Actually, you know what? That’s not all. When an article starts out thusly: “In a game between last-place teams, the Boston Bruins had the better sense of desperation,” you know the team’s in trouble.


The problem is not, as one might previously have thought, the Thornton trade gone bad. Rather the opposite, actually as the new guys (Marco Sturm in particular) have played incredibly well. The problem appears, as always, to be harder to pinpoint. At first glance, you’d blame the defense. First they lost Leetch. Now they’ve lost Boynton. Sing it with me now, second verse, same as the first.

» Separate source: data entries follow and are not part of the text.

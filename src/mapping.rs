//! Source column to canonical field assignment.
//!
//! A [`ColumnMapping`] never lets two columns target the same field: every
//! write goes through [`ColumnMapping::assign`], which evicts the previous
//! holder of the field before recording the new one. Assignment returns a new
//! mapping instead of editing in place, so a reader holding the old value never
//! sees a half-applied change.

use std::collections::BTreeMap;

use serde::{Deserialize, Serialize};

use crate::{error::ImportError, fields::CanonicalField};

#[derive(Debug, Clone, Default, PartialEq, Eq, Serialize, Deserialize)]
#[serde(
    from = "BTreeMap<String, CanonicalField>",
    into = "BTreeMap<String, CanonicalField>"
)]
pub struct ColumnMapping {
    assignments: BTreeMap<String, CanonicalField>,
}

impl ColumnMapping {
    pub fn new() -> Self {
        Self::default()
    }

    /// Returns the mapping with `column` pointed at `field` (or unmapped when
    /// `field` is `None`).
    #[must_use]
    pub fn assign(&self, column: &str, field: Option<CanonicalField>) -> ColumnMapping {
        let mut assignments = self.assignments.clone();
        assignments.remove(column);
        if let Some(field) = field {
            assignments.retain(|_, existing| *existing != field);
            assignments.insert(column.to_string(), field);
        }
        ColumnMapping { assignments }
    }

    pub fn field_for(&self, column: &str) -> Option<CanonicalField> {
        self.assignments.get(column).copied()
    }

    pub fn column_for(&self, field: CanonicalField) -> Option<&str> {
        self.assignments
            .iter()
            .find(|(_, existing)| **existing == field)
            .map(|(column, _)| column.as_str())
    }

    pub fn iter(&self) -> impl Iterator<Item = (&str, CanonicalField)> {
        self.assignments
            .iter()
            .map(|(column, field)| (column.as_str(), *field))
    }

    pub fn len(&self) -> usize {
        self.assignments.len()
    }

    pub fn is_empty(&self) -> bool {
        self.assignments.is_empty()
    }

    pub fn missing_required(&self) -> Vec<CanonicalField> {
        CanonicalField::required_fields()
            .filter(|field| self.column_for(*field).is_none())
            .collect()
    }

    pub fn ensure_required(&self) -> Result<(), ImportError> {
        let missing = self.missing_required();
        if missing.is_empty() {
            Ok(())
        } else {
            Err(ImportError::MissingRequiredMapping {
                missing: missing.into_iter().map(CanonicalField::label).collect(),
            })
        }
    }
}

impl From<BTreeMap<String, CanonicalField>> for ColumnMapping {
    fn from(raw: BTreeMap<String, CanonicalField>) -> Self {
        raw.into_iter()
            .fold(ColumnMapping::new(), |mapping, (column, field)| {
                mapping.assign(&column, Some(field))
            })
    }
}

impl From<ColumnMapping> for BTreeMap<String, CanonicalField> {
    fn from(mapping: ColumnMapping) -> Self {
        mapping.assignments
    }
}

impl<'a> FromIterator<(&'a str, CanonicalField)> for ColumnMapping {
    fn from_iter<I: IntoIterator<Item = (&'a str, CanonicalField)>>(iter: I) -> Self {
        iter.into_iter()
            .fold(ColumnMapping::new(), |mapping, (column, field)| {
                mapping.assign(column, Some(field))
            })
    }
}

But then when you consider that the the Capitals were only able to scratch out a measly 18 shots on goal last night, you wonder if perhaps the defense is doing their job after all. I mean yes, the Capitals are abysmal, but 18 shots on goal? The overweight, middle-aged guys who win the “Get a Puck Near The Net, Win a Year’s Supply of Penzoil!” contest can get more than 18 shots on goal. And they’re usually blindfolded.

So maybe it’s the offense after all. The Bruins outshot Washington by a margin of 43-18 for the game. That’s a ridiculously one-sided number. The B’s had more than twice as many shots on goal as the Capitals and they still only managed to score one more goal. And it didn’t happen until overtime. Granted, Olaf Kolzig (Olie the Goalie!), Washington’s netminder is one of the best in the game, but come on. 43-18? That’s not a shots on goal count, that’s the score when the Colts play the Texans. That’s insane.

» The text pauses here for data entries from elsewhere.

//! Input handling shared by the decoder backends.
//!
//! - **Format gate**: only `.csv`, `.xlsx` and `.xls` names are accepted.
//! - **Size gate**: files above [`MAX_FILE_BYTES`] (or the configured limit)
//!   are refused before any byte is parsed; [`SourceFile::open`] checks the
//!   on-disk length before reading.
//! - **Encoding**: delimited text is decoded via `encoding_rs`, defaulting to
//!   UTF-8 with BOM sniffing.

use std::{fs, path::Path};

use csv::Trim;
use encoding_rs::{Encoding, UTF_8};

use crate::error::ImportError;

pub const MAX_FILE_BYTES: u64 = 5 * 1024 * 1024;
pub const CSV_DELIMITER: u8 = b',';

#[derive(Debug, Clone, Copy, PartialEq, Eq)]
pub enum SourceFormat {
    Csv,
    Xlsx,
    Xls,
}

impl SourceFormat {
    pub fn from_name(name: &str) -> Result<Self, ImportError> {
        let extension = Path::new(name)
            .extension()
            .and_then(|ext| ext.to_str())
            .unwrap_or_default();
        match extension.to_ascii_lowercase().as_str() {
            "csv" => Ok(SourceFormat::Csv),
            "xlsx" => Ok(SourceFormat::Xlsx),
            "xls" => Ok(SourceFormat::Xls),
            _ => Err(ImportError::UnsupportedFormat {
                name: name.to_string(),
            }),
        }
    }

    pub fn is_workbook(self) -> bool {
        matches!(self, SourceFormat::Xlsx | SourceFormat::Xls)
    }
}

#[derive(Debug, Clone)]
pub struct DecodeOptions {
    pub max_bytes: u64,
    /// Encoding label for delimited text; `None` means UTF-8.
    pub input_encoding: Option<String>,
}

impl Default for DecodeOptions {
    fn default() -> Self {
        Self {
            max_bytes: MAX_FILE_BYTES,
            input_encoding: None,
        }
    }
}

impl DecodeOptions {
    pub fn ensure_size(&self, size: u64) -> Result<(), ImportError> {
        if size > self.max_bytes {
            Err(ImportError::FileTooLarge {
                size,
                limit: self.max_bytes,
            })
        } else {
            Ok(())
        }
    }
}

/// The uploaded file: its name (for format detection) and raw bytes.
#[derive(Debug, Clone, PartialEq, Eq)]
pub struct SourceFile {
    pub name: String,
    pub bytes: Vec<u8>,
}

impl SourceFile {
    pub fn from_bytes(name: impl Into<String>, bytes: Vec<u8>) -> Self {
        Self {
            name: name.into(),
            bytes,
        }
    }

    /// Reads `path` after the format and size gates pass.
    pub fn open(path: &Path, options: &DecodeOptions) -> Result<Self, ImportError> {
        let name = path
            .file_name()
            .map(|name| name.to_string_lossy().into_owned())
            .unwrap_or_else(|| path.display().to_string());
        SourceFormat::from_name(&name)?;
        let read_error = |source| ImportError::Read {
            path: path.to_path_buf(),
            source,
        };
        let size = fs::metadata(path).map_err(read_error)?.len();
        options.ensure_size(size)?;
        let bytes = fs::read(path).map_err(read_error)?;
        Ok(Self { name, bytes })
    }

    pub fn format(&self) -> Result<SourceFormat, ImportError> {
        SourceFormat::from_name(&self.name)
    }

    pub fn size(&self) -> u64 {
        self.bytes.len() as u64
    }
}

pub fn resolve_encoding(label: Option<&str>) -> Result<&'static Encoding, ImportError> {
    match label {
        Some(value) => Encoding::for_label(value.trim().as_bytes())
            .ok_or_else(|| ImportError::parse(format!("Unknown encoding '{value}'"))),
        None => Ok(UTF_8),
    }
}

/// Decodes text, stripping a BOM if present.
pub fn decode_text(bytes: &[u8], encoding: &'static Encoding) -> Result<String, ImportError> {
    let (text, used, had_errors) = encoding.decode(bytes);
    if had_errors {
        Err(ImportError::parse(format!(
            "Failed to decode text with encoding {}",
            used.name()
        )))
    } else {
        Ok(text.into_owned())
    }
}

pub fn open_csv_reader(text: &str) -> csv::Reader<&[u8]> {
    let mut builder = csv::ReaderBuilder::new();
    builder
        .has_headers(false)
        .delimiter(CSV_DELIMITER)
        .double_quote(true)
        .flexible(true)
        .trim(Trim::None);
    builder.from_reader(text.as_bytes())
}

#[cfg(test)]
mod tests {
    use super::*;

    #[test]
    fn extensions_are_case_insensitive() {
        assert_eq!(SourceFormat::from_name("leads.CSV").unwrap(), SourceFormat::Csv);
        assert_eq!(
            SourceFormat::from_name("book.xlsx").unwrap(),
            SourceFormat::Xlsx
        );
        assert!(SourceFormat::from_name("legacy.XLS").unwrap().is_workbook());
    }

    #[test]
    fn other_extensions_are_unsupported() {
        for name in ["leads.txt", "leads", "leads.csv.bak", "report.ods"] {
            assert!(matches!(
                SourceFormat::from_name(name),
                Err(ImportError::UnsupportedFormat { .. })
            ));
        }
    }

    #[test]
    fn size_gate_allows_exact_limit() {
        let options = DecodeOptions::default();
        assert!(options.ensure_size(MAX_FILE_BYTES).is_ok());
        assert!(matches!(
            options.ensure_size(MAX_FILE_BYTES + 1),
            Err(ImportError::FileTooLarge { size, .. }) if size == MAX_FILE_BYTES + 1
        ));
    }

    #[test]
    fn decode_text_strips_utf8_bom() {
        let bytes = b"\xEF\xBB\xBFName\n";
        assert_eq!(decode_text(bytes, UTF_8).unwrap(), "Name\n");
    }

    #[test]
    fn decode_text_honours_legacy_encodings() {
        let encoding = resolve_encoding(Some("windows-1252")).unwrap();
        assert_eq!(decode_text(b"Jos\xE9", encoding).unwrap(), "José");
        assert!(resolve_encoding(Some("not-an-encoding")).is_err());
    }
}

Of course, all credit still goes to Hannu Toivonen (Holla!) despite the fact that he managed to stop only 15 shots all game. But he still got the win. Somewhere, Raycroft has broken an Easton goalie stick over a locker room attendant’s head.

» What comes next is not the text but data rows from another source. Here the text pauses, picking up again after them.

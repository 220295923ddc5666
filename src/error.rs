//! Error taxonomy for the import pipeline.
//!
//! Decode-stage variants abort the import before any rows are exposed.
//! [`ImportError::MissingRequiredMapping`] blocks progression past the mapping
//! step but leaves the session intact so the mapping can be fixed and retried.
//! Row-level defects are never errors; they surface as
//! [`crate::validate::ValidationStats`] counts.

use std::{io, path::PathBuf};

use thiserror::Error;

const BYTES_PER_MIB: f64 = 1024.0 * 1024.0;

#[derive(Debug, Error)]
pub enum ImportError {
    #[error("Unsupported file type for '{name}': expected .csv, .xlsx or .xls")]
    UnsupportedFormat { name: String },

    #[error(
        "File is {:.2} MB ({size} bytes); the maximum allowed size is {:.2} MB",
        mib(.size),
        mib(.limit)
    )]
    FileTooLarge { size: u64, limit: u64 },

    #[error("Reading {path:?}")]
    Read {
        path: PathBuf,
        #[source]
        source: io::Error,
    },

    #[error("Failed to parse file: {message}")]
    Parse { message: String },

    #[error("The file contains no data rows")]
    EmptyData,

    #[error("The file does not contain any named columns")]
    NoColumns,

    #[error("Please map the required fields: {}", .missing.join(", "))]
    MissingRequiredMapping { missing: Vec<&'static str> },

    #[error("Column '{column}' is not present in the imported file")]
    UnknownColumn { column: String },
}

fn mib(bytes: &u64) -> f64 {
    *bytes as f64 / BYTES_PER_MIB
}

impl ImportError {
    pub(crate) fn parse(message: impl Into<String>) -> Self {
        ImportError::Parse {
            message: message.into(),
        }
    }

    /// Decode-stage errors mean the file must be re-selected.
    pub fn is_decode_error(&self) -> bool {
        matches!(
            self,
            ImportError::UnsupportedFormat { .. }
                | ImportError::FileTooLarge { .. }
                | ImportError::Read { .. }
                | ImportError::Parse { .. }
                | ImportError::EmptyData
                | ImportError::NoColumns
        )
    }
}

#[cfg(test)]
mod tests {
    use super::*;

    #[test]
    fn file_too_large_reports_measured_size() {
        let err = ImportError::FileTooLarge {
            size: 6 * 1024 * 1024,
            limit: 5 * 1024 * 1024,
        };
        let message = err.to_string();
        assert!(message.contains("6.00 MB"), "{message}");
        assert!(message.contains("5.00 MB"), "{message}");
        assert!(err.is_decode_error());
    }

    #[test]
    fn missing_required_mapping_lists_labels() {
        let err = ImportError::MissingRequiredMapping {
            missing: vec!["Name", "Phone"],
        };
        assert_eq!(err.to_string(), "Please map the required fields: Name, Phone");
        assert!(!err.is_decode_error());
    }
}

And while we’re on goalies, is there any other position in any other sport that has so many cool nicknames? Off the top of my head you’ve got the aforementioned Olie the Goalie, Rayzor, Felix the Cat, Eddie the Eagle, Jiggy, The Dominator, Cujo, and, my personal favorite The Bulin Wall. I move we come up with one for Hannu. The Finnish Fury? Suggestions? Favorite nicknames? It’s a slow work week, people.

Also, I’m linking to the site that The Rick works on for New Hampshire high school hockey. It’s comprehensive and well done and, so far as we know, the only site in New Hampshire dedicated specifically to high school sports. Take a look and see if you can figure out who the next wave of NHL players will be. You’ll find it permanently entrenched in the sidebar under Sports Links.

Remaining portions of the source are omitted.